## INSTRUCTIONS FOR THE TASK
Report each line below that carries the word "HashMap".

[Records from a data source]
^^^^^^^^
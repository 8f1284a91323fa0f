//! Result aggregation with conflict detection.
//!
//! The [`ResultAggregator`] consumes completed and failed tasks per batch,
//! detects regressions in completed results, resolves them with the batch's
//! [`ConflictResolutionStrategy`] and keeps O(1) running averages plus trend
//! windows across batches.

mod conflict;
mod resolution;
mod stats;

pub use conflict::{detect_conflicts, ConflictRecord, ConflictSeverity, ConflictType};
pub use resolution::{ConflictResolutionStrategy, Resolution, ResolutionAction, ReviewPriority};
pub use stats::{RunningAverage, TrendDirection, TrendSeries, MIN_TREND_SAMPLES, TREND_WINDOW};

use std::collections::HashMap;

use serde::Serialize;
use serde_json::Value;
use tracing::{debug, info, warn};

use crate::metrics::MetricsCollector;
use crate::scheduler::task::{CompletedTask, FailedTask};

/// Averages of the tracked result metrics.
#[derive(Debug, Clone, Copy, Default, PartialEq, Serialize)]
#[serde(rename_all = "camelCase")]
pub struct AggregateMetrics {
    /// Wall-clock duration of successful attempts in milliseconds.
    pub duration_ms: RunningAverage,
    /// `qualityScore` reported by executors.
    pub quality_score: RunningAverage,
    /// Performance change in percent: `performanceComparison.improvement`,
    /// or the negated `degradation`.
    pub performance_delta: RunningAverage,
}

/// Current trend of each tracked metric across batches.
#[derive(Debug, Clone, Copy, PartialEq, Serialize)]
#[serde(rename_all = "camelCase")]
pub struct MetricTrends {
    pub duration: TrendDirection,
    pub quality: TrendDirection,
    pub performance: TrendDirection,
}

/// Everything aggregated for one finished batch.
#[derive(Debug, Clone, Default, Serialize)]
#[serde(rename_all = "camelCase")]
pub struct BatchAggregate {
    /// Strategy used to resolve this batch's conflicts.
    pub strategy: ConflictResolutionStrategy,
    /// Successful task results.
    pub results: Vec<CompletedTask>,
    /// Tasks that exhausted their retries.
    pub failures: Vec<FailedTask>,
    /// Detected conflicts.
    pub conflicts: Vec<ConflictRecord>,
    /// One resolution per conflict.
    pub resolutions: Vec<Resolution>,
    /// Averages over this batch only.
    pub averages: AggregateMetrics,
}

/// Totals across every finished batch.
#[derive(Debug, Clone, Serialize)]
#[serde(rename_all = "camelCase")]
pub struct AggregateSummary {
    pub batches_processed: u64,
    pub tasks_completed: u64,
    pub tasks_failed: u64,
    pub conflicts_detected: u64,
    pub averages: AggregateMetrics,
    pub trends: MetricTrends,
}

#[derive(Debug, Default)]
struct BatchSamples {
    duration_ms: Vec<f64>,
    quality_score: Vec<f64>,
    performance_delta: Vec<f64>,
}

impl BatchSamples {
    fn averages(&self) -> AggregateMetrics {
        AggregateMetrics {
            duration_ms: RunningAverage::of(&self.duration_ms),
            quality_score: RunningAverage::of(&self.quality_score),
            performance_delta: RunningAverage::of(&self.performance_delta),
        }
    }
}

#[derive(Debug)]
struct BatchState {
    aggregate: BatchAggregate,
    samples: BatchSamples,
}

/// Per-batch conflict detection and cross-batch running statistics.
#[derive(Debug)]
pub struct ResultAggregator {
    default_strategy: ConflictResolutionStrategy,
    batches: HashMap<String, BatchState>,
    averages: AggregateMetrics,
    duration_trend: TrendSeries,
    quality_trend: TrendSeries,
    performance_trend: TrendSeries,
    batches_processed: u64,
    tasks_completed: u64,
    tasks_failed: u64,
    conflicts_detected: u64,
    metrics: MetricsCollector,
}

impl ResultAggregator {
    /// Creates an aggregator resolving conflicts with `default_strategy`
    /// unless a batch overrides it.
    pub fn new(default_strategy: ConflictResolutionStrategy) -> Self {
        Self {
            default_strategy,
            batches: HashMap::new(),
            averages: AggregateMetrics::default(),
            duration_trend: TrendSeries::new(false),
            quality_trend: TrendSeries::new(true),
            performance_trend: TrendSeries::new(true),
            batches_processed: 0,
            tasks_completed: 0,
            tasks_failed: 0,
            conflicts_detected: 0,
            metrics: MetricsCollector::new(),
        }
    }

    /// Starts collecting results for `batch_id`.
    pub fn begin_batch(&mut self, batch_id: &str, strategy: Option<ConflictResolutionStrategy>) {
        let strategy = strategy.unwrap_or(self.default_strategy);
        self.batches.insert(
            batch_id.to_string(),
            BatchState {
                aggregate: BatchAggregate {
                    strategy,
                    ..Default::default()
                },
                samples: BatchSamples::default(),
            },
        );
    }

    /// Records a successful task and returns the conflicts found in it.
    pub fn record_completed(&mut self, task: CompletedTask) -> Vec<ConflictRecord> {
        let conflicts = detect_conflicts(&task.task_id, &task.batch_id, &task.output);
        self.tasks_completed += 1;
        self.conflicts_detected += conflicts.len() as u64;

        let Some(state) = self.batches.get_mut(&task.batch_id) else {
            warn!(batch_id = %task.batch_id, task_id = %task.task_id, "Result for unknown batch dropped");
            return conflicts;
        };

        let strategy = state.aggregate.strategy;
        for conflict in &conflicts {
            self.metrics.record_conflict(
                &conflict.conflict_type.to_string(),
                &conflict.severity.to_string(),
            );
            let resolution = strategy.resolve(conflict);
            warn!(
                task_id = %conflict.task_id,
                conflict_type = %conflict.conflict_type,
                severity = %conflict.severity,
                strategy = %strategy,
                "Conflict detected: {}",
                resolution.rationale
            );
            state.aggregate.resolutions.push(resolution);
        }
        state.aggregate.conflicts.extend(conflicts.iter().cloned());

        state
            .samples
            .duration_ms
            .push(task.duration.as_secs_f64() * 1000.0);
        if let Some(score) = task.output.get("qualityScore").and_then(Value::as_f64) {
            state.samples.quality_score.push(score);
        }
        if let Some(delta) = performance_delta(&task.output) {
            state.samples.performance_delta.push(delta);
        }

        state.aggregate.results.push(task);
        conflicts
    }

    /// Records a task that exhausted its retries.
    pub fn record_failed(&mut self, task: FailedTask) {
        self.tasks_failed += 1;
        match self.batches.get_mut(&task.batch_id) {
            Some(state) => state.aggregate.failures.push(task),
            None => {
                warn!(batch_id = %task.batch_id, task_id = %task.task_id, "Failure for unknown batch dropped")
            }
        }
    }

    /// Closes a batch, folds its averages into the running totals and
    /// returns everything collected for it.
    pub fn finish_batch(&mut self, batch_id: &str) -> Option<BatchAggregate> {
        let BatchState {
            mut aggregate,
            samples,
        } = self.batches.remove(batch_id)?;

        let batch = samples.averages();
        aggregate.averages = batch;
        self.batches_processed += 1;

        merge_metric(&mut self.averages.duration_ms, &batch.duration_ms, &mut self.duration_trend);
        merge_metric(&mut self.averages.quality_score, &batch.quality_score, &mut self.quality_trend);
        merge_metric(
            &mut self.averages.performance_delta,
            &batch.performance_delta,
            &mut self.performance_trend,
        );

        info!(
            batch_id = %batch_id,
            completed = aggregate.results.len(),
            failed = aggregate.failures.len(),
            conflicts = aggregate.conflicts.len(),
            "Batch results aggregated"
        );
        Some(aggregate)
    }

    /// Running averages across every finished batch.
    pub fn averages(&self) -> AggregateMetrics {
        self.averages
    }

    /// Current trend of each metric.
    pub fn trends(&self) -> MetricTrends {
        MetricTrends {
            duration: self.duration_trend.direction(),
            quality: self.quality_trend.direction(),
            performance: self.performance_trend.direction(),
        }
    }

    /// Totals, averages and trends.
    pub fn summary(&self) -> AggregateSummary {
        AggregateSummary {
            batches_processed: self.batches_processed,
            tasks_completed: self.tasks_completed,
            tasks_failed: self.tasks_failed,
            conflicts_detected: self.conflicts_detected,
            averages: self.averages,
            trends: self.trends(),
        }
    }
}

fn merge_metric(total: &mut RunningAverage, batch: &RunningAverage, trend: &mut TrendSeries) {
    if batch.count == 0 {
        return;
    }
    total.merge(batch.mean, batch.count);
    trend.push(batch.mean);
    debug!(mean = total.mean, count = total.count, "Running average updated");
}

fn performance_delta(output: &Value) -> Option<f64> {
    let comparison = output.get("performanceComparison")?;
    comparison
        .get("improvement")
        .and_then(Value::as_f64)
        .or_else(|| comparison.get("degradation").and_then(Value::as_f64).map(|d| -d))
}
impl ProgressTracker {
    /// Creates a tracker averaging the last `eta_window` task durations.
    pub fn new(events: EventBus, eta_window: usize) -> Self {
        Self {
            batches: HashMap::new(),
            events,
            metrics: MetricsCollector::new(),
            eta_window: eta_window.max(1),
            recent_durations: VecDeque::new(),
            global: GlobalProgress::default(),
            tracking_since: None,
        }
    }

    /// Registers a batch with all its tasks in the `queued` state.
    ///
    /// A batch without tasks is complete on registration; its snapshot is
    /// returned and `batch_completed` is emitted immediately.
    ///
    /// # Errors
    ///
    /// Returns `ProgressError::DuplicateBatch` if the batch id is known and
    /// `ProgressError::DuplicateTask` if a task id repeats within the batch.
    pub fn register_batch<I, S>(
        &mut self,
        batch_id: &str,
        task_ids: I,
    ) -> Result<Option<BatchProgress>, ProgressError>
    where
        I: IntoIterator<Item = S>,
        S: Into<String>,
    {
        if self.batches.contains_key(batch_id) {
            return Err(ProgressError::DuplicateBatch(batch_id.to_string()));
        }

        let mut tasks = HashMap::new();
        for task_id in task_ids {
            let task_id = task_id.into();
            if tasks.contains_key(&task_id) {
                return Err(ProgressError::DuplicateTask {
                    batch_id: batch_id.to_string(),
                    task_id,
                });
            }
            tasks.insert(
                task_id,
                TaskRecord {
                    status: TaskStatus::Queued,
                    started_at: None,
                    duration: None,
                },
            );
        }

        let total = tasks.len();
        let now = Instant::now();
        self.tracking_since.get_or_insert(now);
        self.global.total_tasks += total;
        self.global.queued_tasks += total;

        self.batches.insert(
            batch_id.to_string(),
            BatchRecord {
                total,
                queued: total,
                active: 0,
                completed: 0,
                failed: 0,
                status: BatchStatus::Active,
                started_at: Utc::now(),
                started: now,
                finished: None,
                tasks,
            },
        );
        info!(batch_id = %batch_id, total_tasks = total, "Registered batch");

        if total == 0 {
            return Ok(self.complete_batch(batch_id));
        }
        self.emit_progress(batch_id);
        Ok(None)
    }

    /// Moves a task to a new status.
    ///
    /// The old counter is decremented and the new one incremented in one
    /// step. Terminal transitions record the task duration. When this update
    /// makes every task of the batch terminal, `batch_completed` is emitted
    /// before returning and the final snapshot is returned.
    ///
    /// # Errors
    ///
    /// Returns an error for unknown batches or tasks and for transitions not
    /// allowed by [`TaskStatus::can_transition_to`]. Counters are unchanged
    /// on error.
    pub fn update_task_status(
        &mut self,
        batch_id: &str,
        task_id: &str,
        status: TaskStatus,
    ) -> Result<Option<BatchProgress>, ProgressError> {
        let batch = self
            .batches
            .get_mut(batch_id)
            .ok_or_else(|| ProgressError::UnknownBatch(batch_id.to_string()))?;
        let task = batch
            .tasks
            .get_mut(task_id)
            .ok_or_else(|| ProgressError::UnknownTask {
                batch_id: batch_id.to_string(),
                task_id: task_id.to_string(),
            })?;

        let previous = task.status;
        if !previous.can_transition_to(status) {
            return Err(ProgressError::InvalidTransition {
                task_id: task_id.to_string(),
                from: previous.to_string(),
                to: status.to_string(),
            });
        }

        task.status = status;
        let mut completed_duration = None;
        match status {
            TaskStatus::Active => task.started_at = Some(Instant::now()),
            TaskStatus::Completed | TaskStatus::Failed => {
                let duration = task.started_at.map(|s| s.elapsed()).unwrap_or_default();
                task.duration = Some(duration);
                if status == TaskStatus::Completed {
                    completed_duration = Some(duration);
                }
            }
            TaskStatus::Queued => task.started_at = None,
        }

        *batch.counter_mut(previous) -= 1;
        *batch.counter_mut(status) += 1;
        let finished = batch.completed + batch.failed == batch.total;

        *global_counter(&mut self.global, previous) -= 1;
        *global_counter(&mut self.global, status) += 1;

        if let Some(duration) = completed_duration {
            self.recent_durations.push_back(duration);
            while self.recent_durations.len() > self.eta_window {
                self.recent_durations.pop_front();
            }
        }

        debug!(
            batch_id = %batch_id,
            task_id = %task_id,
            from = %previous,
            to = %status,
            "Task status updated"
        );

        self.emit_progress(batch_id);
        if finished {
            return Ok(self.complete_batch(batch_id));
        }
        Ok(None)
    }

    /// Returns the status of a task.
    pub fn task_status(&self, batch_id: &str, task_id: &str) -> Option<TaskStatus> {
        self.batches
            .get(batch_id)?
            .tasks
            .get(task_id)
            .map(|task| task.status)
    }

    /// Returns the recorded duration of a terminal task.
    pub fn task_duration(&self, batch_id: &str, task_id: &str) -> Option<Duration> {
        self.batches.get(batch_id)?.tasks.get(task_id)?.duration
    }

    /// Returns a snapshot of a batch.
    pub fn batch(&self, batch_id: &str) -> Option<BatchProgress> {
        self.batches
            .get(batch_id)
            .map(|record| self.snapshot(batch_id, record))
    }

    /// Snapshots of every tracked batch, ordered by registration time.
    pub fn batches(&self) -> Vec<BatchProgress> {
        let mut all: Vec<BatchProgress> = self
            .batches
            .iter()
            .map(|(id, record)| self.snapshot(id, record))
            .collect();
        all.sort_by(|a, b| a.started_at.cmp(&b.started_at));
        all
    }

    /// Forgets a batch. Global counters are kept.
    pub fn remove_batch(&mut self, batch_id: &str) -> Option<BatchProgress> {
        let snapshot = self.batch(batch_id)?;
        self.batches.remove(batch_id);
        Some(snapshot)
    }

    /// Global counters with throughput and ETA.
    pub fn global(&self) -> GlobalProgress {
        let mut global = self.global.clone();
        global.average_task_ms = self.average_task_time().map(|d| d.as_millis() as u64);
        global.throughput = self.throughput();
        let remaining = global.queued_tasks + global.active_tasks;
        global.eta_ms = self.eta_for(remaining).map(|d| d.as_millis() as u64);
        global
    }

    /// Rolling average over the last `eta_window` completed tasks.
    pub fn average_task_time(&self) -> Option<Duration> {
        if self.recent_durations.is_empty() {
            return None;
        }
        let total: Duration = self.recent_durations.iter().sum();
        let samples = u32::try_from(self.recent_durations.len()).unwrap_or(u32::MAX);
        Some(total / samples)
    }

    /// Completed tasks per second since the first batch was registered.
    pub fn throughput(&self) -> f64 {
        let Some(since) = self.tracking_since else {
            return 0.0;
        };
        let elapsed = since.elapsed().as_secs_f64();
        if elapsed <= 0.0 {
            return 0.0;
        }
        self.global.completed_tasks as f64 / elapsed
    }

    /// `remaining * average_task_time / max(active_workers, 1)`, saturating.
    fn eta_for(&self, remaining: usize) -> Option<Duration> {
        let average = self.average_task_time()?;
        let remaining = u32::try_from(remaining).unwrap_or(u32::MAX);
        let workers = u32::try_from(self.global.active_tasks.max(1)).unwrap_or(u32::MAX);
        Some(average.saturating_mul(remaining) / workers)
    }

    fn snapshot(&self, batch_id: &str, record: &BatchRecord) -> BatchProgress {
        let elapsed = match record.finished {
            Some(finished) => finished.duration_since(record.started),
            None => record.started.elapsed(),
        };
        let remaining = record.total - record.completed - record.failed;
        BatchProgress {
            batch_id: batch_id.to_string(),
            total_tasks: record.total,
            queued_tasks: record.queued,
            active_tasks: record.active,
            completed_tasks: record.completed,
            failed_tasks: record.failed,
            status: record.status,
            started_at: record.started_at,
            elapsed,
            eta_ms: if remaining == 0 {
                Some(0)
            } else {
                self.eta_for(remaining).map(|d| d.as_millis() as u64)
            },
        }
    }

    fn emit_progress(&self, batch_id: &str) {
        if let Some(progress) = self.batch(batch_id) {
            self.events.emit(SchedulerEvent::ProgressUpdate {
                batch_id: progress.batch_id.clone(),
                total: progress.total_tasks,
                queued: progress.queued_tasks,
                active: progress.active_tasks,
                completed: progress.completed_tasks,
                failed: progress.failed_tasks,
                percent: progress.percent_complete(),
            });
        }
    }

    fn complete_batch(&mut self, batch_id: &str) -> Option<BatchProgress> {
        let record = self.batches.get_mut(batch_id)?;
        record.status = BatchStatus::from_outcome(record.completed, record.failed);
        record.finished = Some(Instant::now());
        let total = record.total;

        let progress = self.batch(batch_id)?;
        info!(
            batch_id = %batch_id,
            status = %progress.status,
            completed = progress.completed_tasks,
            failed = progress.failed_tasks,
            duration_ms = progress.elapsed.as_millis() as u64,
            "Batch completed"
        );
        self.events.emit(SchedulerEvent::BatchCompleted {
            batch_id: batch_id.to_string(),
            status: progress.status,
            completed: progress.completed_tasks,
            failed: progress.failed_tasks,
            duration_ms: progress.elapsed.as_millis() as u64,
        });
        self.metrics.record_batch(&progress.status.to_string(), total);
        Some(progress)
    }
}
^^^^^^^^
## RESULT OF THIS TASK
use std::collections::HashMap;
    batches: HashMap<String, BatchState>,
            batches: HashMap::new(),
            batches: HashMap::new(),
        let mut tasks = HashMap::new();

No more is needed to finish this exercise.